[[ Exercise data open ]]
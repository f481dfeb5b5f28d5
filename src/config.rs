//! Engine configuration.
//!
//! The binary validates command-line input and fills these structs in; the
//! engines take them as-is.

use std::net::{Ipv4Addr, SocketAddr, SocketAddrV4};
use std::path::PathBuf;

use crate::timer::TimerConfig;

pub const DEFAULT_PORT: u16 = 8088;
pub const DEFAULT_WINDOW: usize = 3;
pub const DEFAULT_OUTPUT: &str = "received_file";

/// Parameters for one [`crate::sender::SenderEngine`] run.
#[derive(Debug, Clone)]
pub struct SenderConfig {
    /// Local address; port `0` picks an ephemeral port.
    pub bind: SocketAddr,
    /// Receiver address.
    pub peer: SocketAddr,
    /// Maximum number of unacknowledged data packets (W ≥ 1).
    pub window_size: usize,
    pub timer: TimerConfig,
}

impl SenderConfig {
    /// Defaults aimed at `peer`.
    pub fn new(peer: SocketAddr) -> Self {
        Self {
            peer,
            ..Self::default()
        }
    }
}

impl Default for SenderConfig {
    fn default() -> Self {
        Self {
            bind: SocketAddr::V4(SocketAddrV4::new(Ipv4Addr::UNSPECIFIED, 0)),
            peer: SocketAddr::V4(SocketAddrV4::new(Ipv4Addr::LOCALHOST, DEFAULT_PORT)),
            window_size: DEFAULT_WINDOW,
            timer: TimerConfig::default(),
        }
    }
}

/// Parameters for a [`crate::receiver::ReceiverEngine`].
#[derive(Debug, Clone)]
pub struct ReceiverConfig {
    /// Address to listen on.
    pub bind: SocketAddr,
    /// Output artifact; truncated at the start of every session.
    pub output: PathBuf,
    /// Re-enter the handshake after each completed session instead of exiting.
    pub persistent: bool,
}

impl Default for ReceiverConfig {
    fn default() -> Self {
        Self {
            bind: SocketAddr::V4(SocketAddrV4::new(Ipv4Addr::LOCALHOST, DEFAULT_PORT)),
            output: PathBuf::from(DEFAULT_OUTPUT),
            persistent: false,
        }
    }
}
[[ Exercise data closed ]]
• [Problem description]:
Look above for the line with "instead of exiting.", then copy it and each later line exactly, stopping at the last line of the records.

• [Result of the task]:
    /// Re-enter the handshake after each completed session instead of exiting.
    pub persistent: bool,
}

impl Default for ReceiverConfig {
    fn default() -> Self {
        Self {
            bind: SocketAddr::V4(SocketAddrV4::new(Ipv4Addr::LOCALHOST, DEFAULT_PORT)),
            output: PathBuf::from(DEFAULT_OUTPUT),
            persistent: false,
        }
    }
}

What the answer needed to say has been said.